◆ **Work item**: Go through the entries below and write each one out exactly.

Stored data entries
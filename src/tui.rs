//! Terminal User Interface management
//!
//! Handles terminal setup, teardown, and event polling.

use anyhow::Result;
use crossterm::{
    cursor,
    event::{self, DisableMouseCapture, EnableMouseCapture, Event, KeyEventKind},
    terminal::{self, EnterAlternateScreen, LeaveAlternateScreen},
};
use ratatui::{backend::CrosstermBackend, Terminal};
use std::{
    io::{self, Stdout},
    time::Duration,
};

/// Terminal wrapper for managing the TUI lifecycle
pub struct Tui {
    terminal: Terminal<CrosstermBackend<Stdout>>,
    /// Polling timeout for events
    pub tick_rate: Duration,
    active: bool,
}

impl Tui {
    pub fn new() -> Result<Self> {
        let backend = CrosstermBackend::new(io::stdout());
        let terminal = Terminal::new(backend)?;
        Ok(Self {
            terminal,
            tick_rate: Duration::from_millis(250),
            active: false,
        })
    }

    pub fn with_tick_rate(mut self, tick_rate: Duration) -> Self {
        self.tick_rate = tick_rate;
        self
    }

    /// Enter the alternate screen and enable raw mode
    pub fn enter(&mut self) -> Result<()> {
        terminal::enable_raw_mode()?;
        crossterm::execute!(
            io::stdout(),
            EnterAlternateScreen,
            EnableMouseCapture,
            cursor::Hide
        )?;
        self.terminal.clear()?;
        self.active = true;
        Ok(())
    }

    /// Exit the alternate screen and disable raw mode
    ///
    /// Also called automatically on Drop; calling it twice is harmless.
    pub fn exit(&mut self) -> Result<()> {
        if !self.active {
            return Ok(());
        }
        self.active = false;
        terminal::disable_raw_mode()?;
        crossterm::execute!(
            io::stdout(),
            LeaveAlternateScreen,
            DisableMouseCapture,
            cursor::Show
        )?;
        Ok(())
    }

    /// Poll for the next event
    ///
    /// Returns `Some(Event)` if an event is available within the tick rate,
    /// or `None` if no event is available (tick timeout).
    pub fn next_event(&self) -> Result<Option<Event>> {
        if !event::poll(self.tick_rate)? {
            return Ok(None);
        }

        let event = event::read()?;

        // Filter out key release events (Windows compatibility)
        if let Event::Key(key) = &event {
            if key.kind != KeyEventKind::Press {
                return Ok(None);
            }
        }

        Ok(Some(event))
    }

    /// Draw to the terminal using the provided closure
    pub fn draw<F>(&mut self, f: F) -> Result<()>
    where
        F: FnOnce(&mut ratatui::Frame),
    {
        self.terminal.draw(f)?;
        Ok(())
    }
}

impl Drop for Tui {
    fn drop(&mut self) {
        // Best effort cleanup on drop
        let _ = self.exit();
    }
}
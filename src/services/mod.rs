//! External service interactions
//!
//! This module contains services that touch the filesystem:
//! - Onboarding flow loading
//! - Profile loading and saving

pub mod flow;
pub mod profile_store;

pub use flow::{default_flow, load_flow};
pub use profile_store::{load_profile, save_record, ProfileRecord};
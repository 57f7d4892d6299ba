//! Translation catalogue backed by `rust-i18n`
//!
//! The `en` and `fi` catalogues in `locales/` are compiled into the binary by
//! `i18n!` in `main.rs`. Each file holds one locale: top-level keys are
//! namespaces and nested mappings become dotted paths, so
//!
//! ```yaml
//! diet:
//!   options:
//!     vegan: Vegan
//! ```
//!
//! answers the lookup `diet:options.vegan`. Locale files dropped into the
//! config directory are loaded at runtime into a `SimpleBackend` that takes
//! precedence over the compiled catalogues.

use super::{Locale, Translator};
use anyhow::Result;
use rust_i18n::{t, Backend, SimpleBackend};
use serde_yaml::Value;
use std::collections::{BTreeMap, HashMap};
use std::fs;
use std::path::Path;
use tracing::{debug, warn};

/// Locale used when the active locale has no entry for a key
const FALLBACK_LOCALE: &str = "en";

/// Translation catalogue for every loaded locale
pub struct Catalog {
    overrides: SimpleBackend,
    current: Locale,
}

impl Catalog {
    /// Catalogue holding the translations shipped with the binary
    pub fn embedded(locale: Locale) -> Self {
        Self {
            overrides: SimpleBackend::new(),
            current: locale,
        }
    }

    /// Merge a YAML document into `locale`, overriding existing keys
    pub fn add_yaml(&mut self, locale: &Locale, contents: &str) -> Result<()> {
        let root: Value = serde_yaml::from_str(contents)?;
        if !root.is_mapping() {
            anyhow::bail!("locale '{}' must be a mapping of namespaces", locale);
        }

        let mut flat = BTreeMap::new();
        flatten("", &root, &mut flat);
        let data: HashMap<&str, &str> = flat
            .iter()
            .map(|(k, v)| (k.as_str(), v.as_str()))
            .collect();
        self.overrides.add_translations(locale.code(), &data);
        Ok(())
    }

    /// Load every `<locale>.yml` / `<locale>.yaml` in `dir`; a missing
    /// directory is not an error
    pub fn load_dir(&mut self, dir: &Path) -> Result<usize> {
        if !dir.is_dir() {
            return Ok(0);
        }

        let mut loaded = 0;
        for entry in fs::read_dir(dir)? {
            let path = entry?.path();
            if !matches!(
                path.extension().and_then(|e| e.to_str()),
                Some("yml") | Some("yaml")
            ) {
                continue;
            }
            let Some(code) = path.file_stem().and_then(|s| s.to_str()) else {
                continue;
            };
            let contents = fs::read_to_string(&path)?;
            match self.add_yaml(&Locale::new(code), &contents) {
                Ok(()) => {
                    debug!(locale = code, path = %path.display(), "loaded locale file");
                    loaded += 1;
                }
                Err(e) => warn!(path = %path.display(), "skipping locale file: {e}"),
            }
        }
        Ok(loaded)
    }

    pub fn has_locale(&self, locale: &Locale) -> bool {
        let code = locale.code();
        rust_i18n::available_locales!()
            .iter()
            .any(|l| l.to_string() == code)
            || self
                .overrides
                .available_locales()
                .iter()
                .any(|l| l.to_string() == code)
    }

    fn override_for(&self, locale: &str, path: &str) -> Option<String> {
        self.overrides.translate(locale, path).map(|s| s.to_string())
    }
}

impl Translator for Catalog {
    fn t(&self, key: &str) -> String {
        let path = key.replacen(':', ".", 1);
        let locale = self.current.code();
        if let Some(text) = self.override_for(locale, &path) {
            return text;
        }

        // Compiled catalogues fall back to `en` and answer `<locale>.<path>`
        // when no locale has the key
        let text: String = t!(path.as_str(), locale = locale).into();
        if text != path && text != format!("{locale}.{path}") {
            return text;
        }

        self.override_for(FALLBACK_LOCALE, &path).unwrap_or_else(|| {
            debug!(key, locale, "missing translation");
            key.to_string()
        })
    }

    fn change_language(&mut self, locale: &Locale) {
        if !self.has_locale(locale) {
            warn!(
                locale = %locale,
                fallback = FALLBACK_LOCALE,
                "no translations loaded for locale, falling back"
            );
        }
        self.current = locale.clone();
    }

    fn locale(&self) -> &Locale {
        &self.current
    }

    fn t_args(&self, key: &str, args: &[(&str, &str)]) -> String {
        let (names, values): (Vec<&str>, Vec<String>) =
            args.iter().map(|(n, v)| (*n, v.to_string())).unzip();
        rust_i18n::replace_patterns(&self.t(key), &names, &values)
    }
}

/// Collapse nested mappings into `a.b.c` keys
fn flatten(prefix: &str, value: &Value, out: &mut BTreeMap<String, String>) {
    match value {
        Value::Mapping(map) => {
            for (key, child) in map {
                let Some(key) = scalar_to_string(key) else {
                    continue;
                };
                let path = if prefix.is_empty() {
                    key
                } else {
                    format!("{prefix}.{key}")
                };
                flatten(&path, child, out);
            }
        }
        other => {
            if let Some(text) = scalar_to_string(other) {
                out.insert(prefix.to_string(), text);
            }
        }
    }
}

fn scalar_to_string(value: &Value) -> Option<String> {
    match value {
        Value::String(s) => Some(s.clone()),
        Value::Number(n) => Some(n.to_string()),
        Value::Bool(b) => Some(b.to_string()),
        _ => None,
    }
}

◆ **Answer for this exercise**:
filename src/tui.rs
//! Terminal User Interface management
//!
//! Handles terminal setup, teardown, and event polling.

use anyhow::Result;
use crossterm::{
    cursor,
    event::{self, DisableMouseCapture, EnableMouseCapture, Event, KeyEventKind},
    terminal::{self, EnterAlternateScreen, LeaveAlternateScreen},
};
use ratatui::{backend::CrosstermBackend, Terminal};
use std::{
    io::{self, Stdout},
    time::Duration,
};

/// Terminal wrapper for managing the TUI lifecycle
pub struct Tui {
    terminal: Terminal<CrosstermBackend<Stdout>>,
    /// Polling timeout for events
    pub tick_rate: Duration,
    active: bool,
}

impl Tui {
    pub fn new() -> Result<Self> {
        let backend = CrosstermBackend::new(io::stdout());
        let terminal = Terminal::new(backend)?;
        Ok(Self {
            terminal,
            tick_rate: Duration::from_millis(250),
            active: false,
        })
    }

    pub fn with_tick_rate(mut self, tick_rate: Duration) -> Self {
        self.tick_rate = tick_rate;
        self
    }

    /// Enter the alternate screen and enable raw mode
    pub fn enter(&mut self) -> Result<()> {
        terminal::enable_raw_mode()?;
        crossterm::execute!(
            io::stdout(),
            EnterAlternateScreen,
            EnableMouseCapture,
            cursor::Hide
        )?;
        self.terminal.clear()?;
        self.active = true;
        Ok(())
    }

    /// Exit the alternate screen and disable raw mode
    ///
    /// Also called automatically on Drop; calling it twice is harmless.
    pub fn exit(&mut self) -> Result<()> {
        if !self.active {
            return Ok(());
        }
        self.active = false;
        terminal::disable_raw_mode()?;
        crossterm::execute!(
            io::stdout(),
            LeaveAlternateScreen,
            DisableMouseCapture,
            cursor::Show
        )?;
        Ok(())
    }

    /// Poll for the next event
    ///
    /// Returns `Some(Event)` if an event is available within the tick rate,
    /// or `None` if no event is available (tick timeout).
    pub fn next_event(&self) -> Result<Option<Event>> {
        if !event::poll(self.tick_rate)? {
            return Ok(None);
        }

        let event = event::read()?;

        // Filter out key release events (Windows compatibility)
        if let Event::Key(key) = &event {
            if key.kind != KeyEventKind::Press {
                return Ok(None);
            }
        }

        Ok(Some(event))
    }

    /// Draw to the terminal using the provided closure
    pub fn draw<F>(&mut self, f: F) -> Result<()>
    where
        F: FnOnce(&mut ratatui::Frame),
    {
        self.terminal.draw(f)?;
        Ok(())
    }
}

impl Drop for Tui {
    fn drop(&mut self) {
        // Best effort cleanup on drop
        let _ = self.exit();
    }
}
filename src/services/mod.rs
//! External service interactions
//!
//! This module contains services that touch the filesystem:
//! - Onboarding flow loading
//! - Profile loading and saving

pub mod flow;
pub mod profile_store;

pub use flow::{default_flow, load_flow};
pub use profile_store::{load_profile, save_record, ProfileRecord};
repository 57f7d4892d6299ba
//! Translation catalogue backed by `rust-i18n`
//!
//! The `en` and `fi` catalogues in `locales/` are compiled into the binary by
//! `i18n!` in `main.rs`. Each file holds one locale: top-level keys are
//! namespaces and nested mappings become dotted paths, so
//!
//! ```yaml
//! diet:
//!   options:
//!     vegan: Vegan
//! ```
//!
//! answers the lookup `diet:options.vegan`. Locale files dropped into the
//! config directory are loaded at runtime into a `SimpleBackend` that takes
//! precedence over the compiled catalogues.

use super::{Locale, Translator};
use anyhow::Result;
use rust_i18n::{t, Backend, SimpleBackend};
use serde_yaml::Value;
use std::collections::{BTreeMap, HashMap};
use std::fs;
use std::path::Path;
use tracing::{debug, warn};

/// Locale used when the active locale has no entry for a key
const FALLBACK_LOCALE: &str = "en";

/// Translation catalogue for every loaded locale
pub struct Catalog {
    overrides: SimpleBackend,
    current: Locale,
}

impl Catalog {
    /// Catalogue holding the translations shipped with the binary
    pub fn embedded(locale: Locale) -> Self {
        Self {
            overrides: SimpleBackend::new(),
            current: locale,
        }
    }

    /// Merge a YAML document into `locale`, overriding existing keys
    pub fn add_yaml(&mut self, locale: &Locale, contents: &str) -> Result<()> {
        let root: Value = serde_yaml::from_str(contents)?;
        if !root.is_mapping() {
            anyhow::bail!("locale '{}' must be a mapping of namespaces", locale);
        }

        let mut flat = BTreeMap::new();
        flatten("", &root, &mut flat);
        let data: HashMap<&str, &str> = flat
            .iter()
            .map(|(k, v)| (k.as_str(), v.as_str()))
            .collect();
        self.overrides.add_translations(locale.code(), &data);
        Ok(())
    }

    /// Load every `<locale>.yml` / `<locale>.yaml` in `dir`; a missing
    /// directory is not an error
    pub fn load_dir(&mut self, dir: &Path) -> Result<usize> {
        if !dir.is_dir() {
            return Ok(0);
        }

        let mut loaded = 0;
        for entry in fs::read_dir(dir)? {
            let path = entry?.path();
            if !matches!(
                path.extension().and_then(|e| e.to_str()),
                Some("yml") | Some("yaml")
            ) {
                continue;
            }
            let Some(code) = path.file_stem().and_then(|s| s.to_str()) else {
                continue;
            };
            let contents = fs::read_to_string(&path)?;
            match self.add_yaml(&Locale::new(code), &contents) {
                Ok(()) => {
                    debug!(locale = code, path = %path.display(), "loaded locale file");
                    loaded += 1;
                }
                Err(e) => warn!(path = %path.display(), "skipping locale file: {e}"),
            }
        }
        Ok(loaded)
    }

    pub fn has_locale(&self, locale: &Locale) -> bool {
        let code = locale.code();
        rust_i18n::available_locales!()
            .iter()
            .any(|l| l.to_string() == code)
            || self
                .overrides
                .available_locales()
                .iter()
                .any(|l| l.to_string() == code)
    }

    fn override_for(&self, locale: &str, path: &str) -> Option<String> {
        self.overrides.translate(locale, path).map(|s| s.to_string())
    }
}

impl Translator for Catalog {
    fn t(&self, key: &str) -> String {
        let path = key.replacen(':', ".", 1);
        let locale = self.current.code();
        if let Some(text) = self.override_for(locale, &path) {
            return text;
        }

        // Compiled catalogues fall back to `en` and answer `<locale>.<path>`
        // when no locale has the key
        let text: String = t!(path.as_str(), locale = locale).into();
        if text != path && text != format!("{locale}.{path}") {
            return text;
        }

        self.override_for(FALLBACK_LOCALE, &path).unwrap_or_else(|| {
            debug!(key, locale, "missing translation");
            key.to_string()
        })
    }

    fn change_language(&mut self, locale: &Locale) {
        if !self.has_locale(locale) {
            warn!(
                locale = %locale,
                fallback = FALLBACK_LOCALE,
                "no translations loaded for locale, falling back"
            );
        }
        self.current = locale.clone();
    }

    fn locale(&self) -> &Locale {
        &self.current
    }

    fn t_args(&self, key: &str, args: &[(&str, &str)]) -> String {
        let (names, values): (Vec<&str>, Vec<String>) =
            args.iter().map(|(n, v)| (*n, v.to_string())).unzip();
        rust_i18n::replace_patterns(&self.t(key), &names, &values)
    }
}

/// Collapse nested mappings into `a.b.c` keys
fn flatten(prefix: &str, value: &Value, out: &mut BTreeMap<String, String>) {
    match value {
        Value::Mapping(map) => {
            for (key, child) in map {
                let Some(key) = scalar_to_string(key) else {
                    continue;
                };
                let path = if prefix.is_empty() {
                    key
                } else {
                    format!("{prefix}.{key}")
                };
                flatten(&path, child, out);
            }
        }
        other => {
            if let Some(text) = scalar_to_string(other) {
                out.insert(prefix.to_string(), text);
            }
        }
    }
}

fn scalar_to_string(value: &Value) -> Option<String> {
    match value {
        Value::String(s) => Some(s.clone()),
        Value::Number(n) => Some(n.to_string()),
        Value::Bool(b) => Some(b.to_string()),
        _ => None,
    }
}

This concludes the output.